The Smiles rearrangement is a powerful and important tool for the construction of fused heterocycles.[13] [14] [15] [16] [17] In comparison with stepwise transformations, one-pot syntheses are much preferred due to their convenience. Consequently, the Smiles rearrangement has been introduced into one-pot syntheses of fused heterocycle systems.[18–21] On the basis of this concept, many N- and O-containing fused heterocycles have been conveniently produced with high efficiencies.[8,22–24] Inspired by the reported works,[9] [10] [25] we developed a one-pot, highly regioselective protocol for the construction of indole-fused pyridazino[4,5-b][1,4]benzoxazepin-4(3H)-ones through a Smiles rearrangement, using readily available starting materials.

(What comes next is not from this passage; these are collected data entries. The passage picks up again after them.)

#![forbid(unsafe_code)]

use anyhow::{Result, anyhow};
use log::{info, error, LevelFilter};
use serde::Deserialize;
use std::{env, fs, path::Path};
use fs_mistrust::Mistrust;
use std::os::unix::fs::PermissionsExt;
use lazy_static::lazy_static;
use structopt::StructOpt;

use log4rs::append::console::ConsoleAppender;
use log4rs::config::{Appender, Root};

// Server Utilities
use crate::utils::errors::Errors;
use crate::utils::web_utils::get_absolute_path;

// ***************************************************************************
//                                Constants
// ***************************************************************************
// Directory and file locations. Unless otherwise noted, all files and directories
// are relative to the root directory.
const ENV_GREET_ROOT_DIR   : &str = "GREET_ROOT_DIR";
const DEFAULT_ROOT_DIR     : &str = "~/.greet_server";
const CONFIG_DIR           : &str = "/config";
const LOGS_DIR             : &str = "/logs";
const LOG4RS_CONFIG_FILE   : &str = "/log4rs.yml";  // relative to config dir
const GREET_CONFIG_FILE    : &str = "/greet.toml";  // relative to config dir

// Networking.
const DEFAULT_HTTP_ADDR    : &str = "0.0.0.0";
const DEFAULT_HTTP_PORT    : u16  = 8080;

// ***************************************************************************
//                             Static Variables
// ***************************************************************************
// Assign the command line arguments BEFORE RUNTIME_CTX is initialized in main.
lazy_static! {
    pub static ref GREET_ARGS: GreetArgs = init_greet_args();
}

// Calculate the data directories BEFORE RUNTIME_CTX is initialized in main.
lazy_static! {
    pub static ref GREET_DIRS: GreetDirs = init_greet_dirs();
}

// ***************************************************************************
//                             Directory Structs
// ***************************************************************************
// ---------------------------------------------------------------------------
// GreetDirs:
// ---------------------------------------------------------------------------
#[derive(Debug, Deserialize)]
#[allow(dead_code)]
pub struct GreetDirs {
    pub root_dir: String,
    pub config_dir: String,
    pub logs_dir: String,
}

// ***************************************************************************
//                               Config Structs
// ***************************************************************************
// ---------------------------------------------------------------------------
// CommandLineArgs:
// ---------------------------------------------------------------------------
#[derive(Debug, StructOpt)]
#[structopt(name = "greet_args", about = "Command line arguments for Greet Server.")]
pub struct GreetArgs {
    /// Specify the server's root data directory.
    ///
    /// This directory contains all the files the server uses during execution.
    #[structopt(short, long)]
    pub root_dir: Option<String>,

    /// Create the data directories and then exit.
    ///
    /// The data directories will be rooted at a root directory calculated
    /// using the following priority order:
    ///
    ///   1. If set, the value of the GREET_ROOT_DIR environment,
    ///
    ///   2. Otherwise, if set, the value of the --root_dir command line argument,
    ///
    ///   3. Otherwise, ~/.greet_server
    ///
    #[structopt(short, long)]
    pub create_dirs_only: bool,
}

// ---------------------------------------------------------------------------
// Parms:
// ---------------------------------------------------------------------------
#[derive(Debug)]
#[allow(dead_code)]
pub struct Parms {
    pub config_file: String,
    pub config: Config,
}

// ---------------------------------------------------------------------------
// RuntimeCtx:
// ---------------------------------------------------------------------------
#[derive(Debug)]
#[allow(dead_code)]
pub struct RuntimeCtx {
    pub parms: Parms,
    pub greet_args: &'static GreetArgs,
    pub greet_dirs: &'static GreetDirs,
}

// ---------------------------------------------------------------------------
// Config:
// ---------------------------------------------------------------------------
#[derive(Debug, Deserialize)]
#[allow(dead_code)]
pub struct Config {
    pub title: String,
    pub http_addr: String,
    pub http_port: u16,
}

impl Config {
    pub fn new() -> Self {
        Config::default()
    }
}

impl Default for Config {
    fn default() -> Self {
        Self {
            title: "Greet Server".to_string(),
            http_addr: DEFAULT_HTTP_ADDR.to_string(),
            http_port: DEFAULT_HTTP_PORT,
        }
    }
}

// ***************************************************************************
//                            Directory Functions
// ***************************************************************************
// ---------------------------------------------------------------------------
// init_greet_args:
// ---------------------------------------------------------------------------
/** Get the command line arguments. */
fn init_greet_args() -> GreetArgs {
    let args = GreetArgs::from_args();
    println!("{:?}", args);
    args
}

// ---------------------------------------------------------------------------
// init_greet_dirs:
// ---------------------------------------------------------------------------
/** Calculate the external data directories. */
fn init_greet_dirs() -> GreetDirs {
    // Initialize the mistrust object.
    let mistrust = get_mistrust();

    // Check that each path is absolute and is a directory with the
    // proper permission assign if it exists.  If it doesn't exist,
    // create it.
    let root_dir = get_root_dir();
    check_greet_dir(&root_dir, "root directory", &mistrust);

    let config_dir = root_dir.clone() + CONFIG_DIR;
    check_greet_dir(&config_dir, "config directory", &mistrust);

    let logs_dir = root_dir.clone() + LOGS_DIR;
    check_greet_dir(&logs_dir, "logs directory", &mistrust);

    // Package up and return the directories.
    GreetDirs {
        root_dir, config_dir, logs_dir,
    }
}

// ---------------------------------------------------------------------------
// check_greet_dir:
// ---------------------------------------------------------------------------
/** Check that the path is absolute and, if it exists, that is has the proper
 * permissions assigned.  If it doesn't exist, create it.  The mistrust package
 * creates directories with 0o700 permissions.
 *
 * Any failure results in a panic.
 */
fn check_greet_dir(dir: &String, msgname: &str, mistrust: &Mistrust) {
    // Get the path object.
    let path = Path::new(dir);
    if !path.is_absolute() {
        panic!("The server {} path must be absolute: {}", msgname, dir);
    }
    if path.exists() {
        // Make sure the path represents a directory.
        if !path.is_dir() {
            panic!("The server {} path must be a directory: {}", msgname, dir);
        }

        // Make sure the directory had rwx for owner only.
        let meta = path.metadata().unwrap_or_else(|_| panic!("Unable to read metadata for {}: {}", msgname, dir));
        let perm = meta.permissions().mode();
        if perm & 0o777 != 0o700 {
            panic!("The server {} path must be have 0o700 permissions: {}", msgname, dir);
        }
    } else {
        // Create the directory with the correct permissions.
        match mistrust.make_directory(path) {
            Ok(_) => (),
            Err(e) => {
                panic!("Make directory error for {:?}: {}", path, &e.to_string());
            }
        }
    }
}

// ---------------------------------------------------------------------------
// get_mistrust:
// ---------------------------------------------------------------------------
/** Configure a new mistrust object for initial directory processing. */
fn get_mistrust() -> Mistrust {
    // Configure our mistrust object.
    let mistrust = match Mistrust::builder()
        .ignore_prefix(get_absolute_path("~"))
        .trust_group(0)
        .build() {
            Ok(m) => m,
            Err(e) => {
                panic!("Mistrust configuration error: {}", &e.to_string());
            }
        };
    mistrust
}

// ---------------------------------------------------------------------------
// get_root_dir:
// ---------------------------------------------------------------------------
fn get_root_dir() -> String {
    // Order of precedence:
    //  1. Environment variable
    //  2. Command line --root-dir argument
    //  3. Default location
    //
    let root_dir = env::var(ENV_GREET_ROOT_DIR).unwrap_or_else(
        |_| {
            match GREET_ARGS.root_dir.clone() {
                Some(r) => r,
                None => DEFAULT_ROOT_DIR.to_string(),
            }
        });

    // Canonicalize the path.
    get_absolute_path(&root_dir)
}

// ***************************************************************************
//                               Log Functions
// ***************************************************************************
// ---------------------------------------------------------------------------
// init_log:
// ---------------------------------------------------------------------------
/** Initialize log4rs logging.  A log4rs.yml file in the config directory takes
 * precedence; without one the server logs to the console at info level so that
 * a fresh installation runs without any seeded files.
 */
pub fn init_log() {
    let logconfig = init_log_config();
    if Path::new(&logconfig).is_file() {
        match log4rs::init_file(logconfig.clone(), Default::default()) {
            Ok(_) => (),
            Err(e) => {
                println!("{}", e);
                let s = format!("{}", Errors::Log4rsInitialization(logconfig));
                panic!("{}", s);
            },
        }
        info!("Log4rs initialized using: {}", logconfig);
    } else {
        init_console_log();
        info!("Log4rs configuration file not found at {}, logging to console.", logconfig);
    }
}

// ---------------------------------------------------------------------------
// init_console_log:
// ---------------------------------------------------------------------------
fn init_console_log() {
    let stdout = ConsoleAppender::builder().build();
    let config = log4rs::Config::builder()
        .appender(Appender::builder().build("stdout", Box::new(stdout)))
        .build(Root::builder().appender("stdout").build(LevelFilter::Info))
        .unwrap_or_else(|e| panic!("Log4rs console configuration error: {}", e));
    match log4rs::init_config(config) {
        Ok(_) => (),
        Err(e) => {
            let s = format!("{}", Errors::Log4rsInitialization(e.to_string()));
            panic!("{}", s);
        },
    }
}

// ---------------------------------------------------------------------------
// init_log_config:
// ---------------------------------------------------------------------------
fn init_log_config() -> String {
    GREET_DIRS.config_dir.clone() + LOG4RS_CONFIG_FILE
}

/// ***************************************************************************
//                             Parms Functions
// ***************************************************************************
// ---------------------------------------------------------------------------
// get_parms:
// ---------------------------------------------------------------------------
/** Retrieve the application parameters from the configuration file in the
 * config data directory.  If the file cannot be read, default values are
 * used for all parameters.
 */
fn get_parms() -> Result<Parms> {
    // Get the config file path from its data directory.
    let config_file = GREET_DIRS.config_dir.clone() + GREET_CONFIG_FILE;

    // Read the configuration file.
    let config_file_abs = get_absolute_path(&config_file);
    info!("{}", Errors::ReadingConfigFile(config_file_abs.clone()));
    let contents = match fs::read_to_string(&config_file_abs) {
        Ok(c) => c,
        Err(_) => {
            println!("Unable to read configuration at {}. Using default values.", config_file);
            return Ok(Parms { config_file: Default::default(), config: Config::new() });
        }
    };

    // Parse the toml configuration.
    let config : Config = match toml::from_str(&contents) {
        Ok(c)  => c,
        Err(e) => {
            let msg = format!("{}\n   {}", Errors::TOMLParseError(config_file_abs), e);
            error!("{}", msg);
            return Result::Err(anyhow!(msg));
        }
    };

    Ok(Parms { config_file: config_file_abs, config })
}

// ***************************************************************************
//                             Config Functions
// ***************************************************************************
// ---------------------------------------------------------------------------
// init_runtime_context:
// ---------------------------------------------------------------------------
pub fn init_runtime_context() -> RuntimeCtx {
    // If this fails the application aborts.
    let parms = get_parms().expect("FAILED to read configuration file.");
    RuntimeCtx {parms, greet_args: &GREET_ARGS, greet_dirs: &GREET_DIRS}
}

// ***************************************************************************
//                                  Tests
// ***************************************************************************
#[cfg(test)]
mod tests {
    use crate::utils::config::Config;

    #[test]
    fn print_config() {
        println!("{:?}", Config::new());
    }

    #[test]
    fn config_defaults() {
        let config = Config::default();
        assert_eq!(config.title, "Greet Server");
        assert_eq!(config.http_addr, "0.0.0.0");
        assert_eq!(config.http_port, 8080);
    }

    #[test]
    fn config_parses_toml() {
        let toml_str = "title = 'Test Server'\nhttp_addr = '127.0.0.1'\nhttp_port = 3000";
        let config: Config = toml::from_str(toml_str).expect("config should parse");
        assert_eq!(config.title, "Test Server");
        assert_eq!(config.http_addr, "127.0.0.1");
        assert_eq!(config.http_port, 3000);
    }
}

We began our study by using 2-(1H-indol-2-yl)phenol (1a) and 4,5-dichloro-2-(tetrahydro-2H-pyran-2-yl)pyridazin-3(2H)-one (2a) as model substrates. To our delight, the desired product 3a was obtained in 81% yield under our initial conditions (Table [1], entry 1). Raising the reaction temperature slightly improved the yield (entries 2 and 3), and the best result was achieved at 80 °C (entry 2). Next, a screen of bases indicated that potassium carbonate was the optimal base among those tested (entries 2, 4, and 5). The use of dimethyl sulfoxide as solvent gave an inferior result (entry 6). We therefore concluded that the best results were obtained with potassium carbonate as base and N,N-dimethylformamide as solvent at 80 °C, which gave the desired product 3a in 90% yield.

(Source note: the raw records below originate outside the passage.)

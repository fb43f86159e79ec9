//! Chain parameters: per-network fork activation heights and times,
//! proof-of-work limits, checkpoints, and subsidy schedule inputs.

use crate::pow::Uint256;
use crate::types::BlockHash;

/// The network a parameter set describes.
#[derive(Debug, Clone, Copy, PartialEq, Eq)]
pub enum Network {
    Mainnet,
    Testnet3,
    Regtest,
}

/// A known-good block hash at a fixed height.
#[derive(Debug, Clone, PartialEq, Eq)]
pub struct Checkpoint {
    pub height: u32,
    pub hash: BlockHash,
}

/// Consensus parameters for one network.
///
/// Heights gate the height-based hard forks; unix timestamps gate the
/// MTP-based ones. A fork with threshold `F` is active for a candidate block
/// when the candidate's height exceeds `F` (equivalently, when its parent
/// has reached `F`).
#[derive(Debug, Clone)]
pub struct ChainParams {
    pub network: Network,
    pub genesis_hash: BlockHash,
    pub pow_limit: Uint256,

    pub subsidy_reduction_interval: u32,
    pub coinbase_maturity: u32,

    pub bip34_height: u32,
    pub bip65_height: u32,
    pub bip66_height: u32,
    /// Height at which the CSV deployment locked in.
    pub csv_height: u32,

    pub uahf_fork_height: u32,
    pub daa_fork_height: u32,
    pub magnetic_anomaly_fork_height: u32,
    pub great_wall_fork_height: u32,
    pub graviton_fork_height: u32,
    pub phonon_fork_height: u32,
    pub upgrade9_fork_height: u32,
    pub abla_fork_height: u32,

    /// MTP threshold for the CosmicInflation (May 2022) upgrade.
    pub cosmic_inflation_activation_time: i64,
    /// MTP threshold for the Upgrade11 (May 2025) upgrade.
    pub upgrade11_activation_time: i64,

    pub checkpoints: Vec<Checkpoint>,
}

fn pow_limit_bits_224() -> Uint256 {
    // 2^224 - 1
    let mut be = [0u8; 32];
    for byte in be.iter_mut().skip(4) {
        *byte = 0xff;
    }
    Uint256::from_be_bytes(be)
}

fn pow_limit_bits_255() -> Uint256 {
    // 2^255 - 1
    let mut be = [0xffu8; 32];
    be[0] = 0x7f;
    Uint256::from_be_bytes(be)
}

fn checkpoint(height: u32, hash: &str) -> Checkpoint {
    Checkpoint {
        height,
        hash: BlockHash::from_hex(hash).expect("static checkpoint hash"),
    }
}

impl ChainParams {
    /// Parameters for the main Bitcoin Cash network.
    pub fn mainnet() -> Self {
        ChainParams {
            network: Network::Mainnet,
            genesis_hash: BlockHash::from_hex(
                "000000000019d6689c085ae165831e934ff763ae46a2a6c172b3f1b60a8ce26f",
            )
            .expect("static genesis hash"),
            pow_limit: pow_limit_bits_224(),
            subsidy_reduction_interval: 210_000,
            coinbase_maturity: 100,
            bip34_height: 227_931,
            bip65_height: 388_381,
            bip66_height: 363_725,
            csv_height: 419_328,
            uahf_fork_height: 478_558,
            daa_fork_height: 504_031,
            magnetic_anomaly_fork_height: 556_766,
            great_wall_fork_height: 582_679,
            graviton_fork_height: 609_135,
            phonon_fork_height: 635_258,
            upgrade9_fork_height: 792_772,
            abla_fork_height: 822_463,
            cosmic_inflation_activation_time: 1_652_616_000,
            upgrade11_activation_time: 1_747_310_400,
            checkpoints: vec![
                checkpoint(
                    11_111,
                    "0000000069e244f73d78e8fd29ba2fd2ed618bd6fa2ee92559f542fdb26e7c1d",
                ),
                checkpoint(
                    134_444,
                    "00000000000005b12ffd4cd315cd34ffd4a594f430ac814c91184a0d42d2b0fe",
                ),
                checkpoint(
                    295_000,
                    "00000000000000004d9b4ef50f0f9d686fd69db2e03af35a100370c64632a983",
                ),
                checkpoint(
                    478_558,
                    "0000000000000000011865af4122fe3b144e2cbeea86142e8ff2fb4107352d43",
                ),
                checkpoint(
                    556_767,
                    "0000000000000000004626ff6e3b936941d341c5932ece4357eeccac44e6d56c",
                ),
            ],
        }
    }

    /// Parameters for the testnet3 network.
    pub fn testnet3() -> Self {
        ChainParams {
            network: Network::Testnet3,
            genesis_hash: BlockHash::from_hex(
                "000000000933ea01ad0ee984209779baaec3ced90fa3f408719526f8d77f4943",
            )
            .expect("static genesis hash"),
            pow_limit: pow_limit_bits_224(),
            subsidy_reduction_interval: 210_000,
            coinbase_maturity: 100,
            bip34_height: 21_111,
            bip65_height: 581_885,
            bip66_height: 330_776,
            csv_height: 770_112,
            uahf_fork_height: 1_155_875,
            daa_fork_height: 1_188_697,
            magnetic_anomaly_fork_height: 1_267_996,
            great_wall_fork_height: 1_303_884,
            graviton_fork_height: 1_341_711,
            phonon_fork_height: 1_378_460,
            upgrade9_fork_height: 1_552_787,
            abla_fork_height: 1_605_520,
            cosmic_inflation_activation_time: 1_652_616_000,
            upgrade11_activation_time: 1_747_310_400,
            checkpoints: vec![checkpoint(
                546,
                "000000002a936ca763904c3c35fce2f3556c559c0214345d31b1bcebf76acb70",
            )],
        }
    }

    /// Parameters for local regression testing. Every hard fork is active
    /// from the first block and there are no checkpoints.
    pub fn regtest() -> Self {
        ChainParams {
            network: Network::Regtest,
            genesis_hash: BlockHash::from_hex(
                "0f9188f13cb7b2c71f2a335e3a4fc328bf5beb436012afca590b1a11466e2206",
            )
            .expect("static genesis hash"),
            pow_limit: pow_limit_bits_255(),
            subsidy_reduction_interval: 150,
            coinbase_maturity: 100,
            bip34_height: 100_000_000,
            bip65_height: 1_351,
            bip66_height: 1_251,
            csv_height: 0,
            uahf_fork_height: 0,
            daa_fork_height: 0,
            magnetic_anomaly_fork_height: 0,
            great_wall_fork_height: 0,
            graviton_fork_height: 0,
            phonon_fork_height: 0,
            upgrade9_fork_height: 0,
            abla_fork_height: 0,
            cosmic_inflation_activation_time: 0,
            upgrade11_activation_time: 0,
            checkpoints: vec![],
        }
    }

    /// The checkpoint at the given height, if one exists.
    pub fn checkpoint_at(&self, height: u32) -> Option<&Checkpoint> {
        self.checkpoints.iter().find(|cp| cp.height == height)
    }

    /// The most recent checkpoint, if any are configured.
    pub fn latest_checkpoint(&self) -> Option<&Checkpoint> {
        self.checkpoints.iter().max_by_key(|cp| cp.height)
    }
}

With the optimal reaction conditions in hand, we next examined the substrate scope. Various alkyl-substituted 4,5-dichloropyridazin-3-ones 2a–f reacted smoothly with 2-(1H-indol-2-yl)phenol (1a) to give the corresponding products 3a–f in good to excellent yields (Scheme [1]). It was noteworthy that the allyl-substituted 4,5-dichloropyridazin-3-one 2f was also tolerated in this transformation, giving the corresponding product 3f in 76% yield.
On the basis of these preliminary results, we then evaluated the scope of the 2-(1H-indol-2-yl)phenols with various substituents 1b–m in this transformation (Scheme [2]). To our satisfaction, all the tested 2-(1H-indol-2-yl)phenols worked well in the reaction, delivering the corresponding product 3g–o in 63–84% yield. Remarkably, the structure of 3n was unambiguously confirmed by X-ray crystallographic analysis (Figure [2]).[26] The substrates were not limited to 2-(1H-indol-2-yl)phenols; interestingly, this method could also be extended to 2-(1H-benzimidazol-2-yl)phenols, and under the same reaction conditions, the product 3p was produced in 52% yield. Similarly, substituents on the 2-(1H-benzimidazol-2-yl)phenol had no deleterious effect on the outcome (3q, 3r).

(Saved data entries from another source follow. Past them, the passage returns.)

//! Block subsidy schedule.

use crate::constants::BASE_SUBSIDY;
use crate::params::ChainParams;

/// The subsidy a block at the given height awards its miner.
///
/// The subsidy starts at the base value and halves every subsidy reduction
/// interval; an interval of zero disables reduction entirely. After 64
/// halvings the shifted value is zero.
pub fn calc_block_subsidy(height: u32, params: &ChainParams) -> i64 {
    if params.subsidy_reduction_interval == 0 {
        return BASE_SUBSIDY;
    }

    let halvings = height / params.subsidy_reduction_interval;
    if halvings >= 64 {
        return 0;
    }
    BASE_SUBSIDY >> halvings
}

To probe the reaction mechanism, two control experiments were carried out (Scheme [3]). When attempts were made to react 2-(2-methoxyphenyl)-1H-indole or 2-phenyl-1H-indole with substrate 2a under the standard conditions, no reaction occurred and the indole starting material was recovered in 80% and 69% yield, respectively. These experiments indicated that the indole nitrogen cannot serve as a nucleophilic center under the optimal reaction conditions, and that a hydroxy group in the substrate is indispensable for this transformation. We therefore deduced that a Smiles rearrangement is involved in this reaction.
Based on previous reports[8] [25] and on our preliminarily mechanistic experiments, a possible reaction mechanism was proposed (Scheme [4]). Under basic conditions, the intermediate A is initially formed through direct nucleophilic substitution of the phenolic oxygen anion with the 4,5-dichloropyridazin-3-one. The indole nitrogen anion B is then generated under the same reaction conditions. Next, a Smiles rearrangement occurs preferentially (path a), rather than direct nucleophilic cyclization (path b), to give intermediate C. Finally, the phenolic oxygen anion undergoes a second nucleophilic substitution to afford the desired product.
In summary, we have successfully developed a highly regioselective synthetic route for the construction of indolo[1,2-d]pyridazino[4,5-b][1,4]benzoxazepin-9(8H)-ones through a Smiles rearrangement under transition-metal-free conditions.[27] A range of substrates with various functional groups were compatible in this reaction and the corresponding products were obtained in good to high yields. A probable involvement of a Smiles rearrangement in this reaction was established by control experiments. Further studies on applications of this reaction in synthesizing other fused heterocyclic compounds are currently in progress.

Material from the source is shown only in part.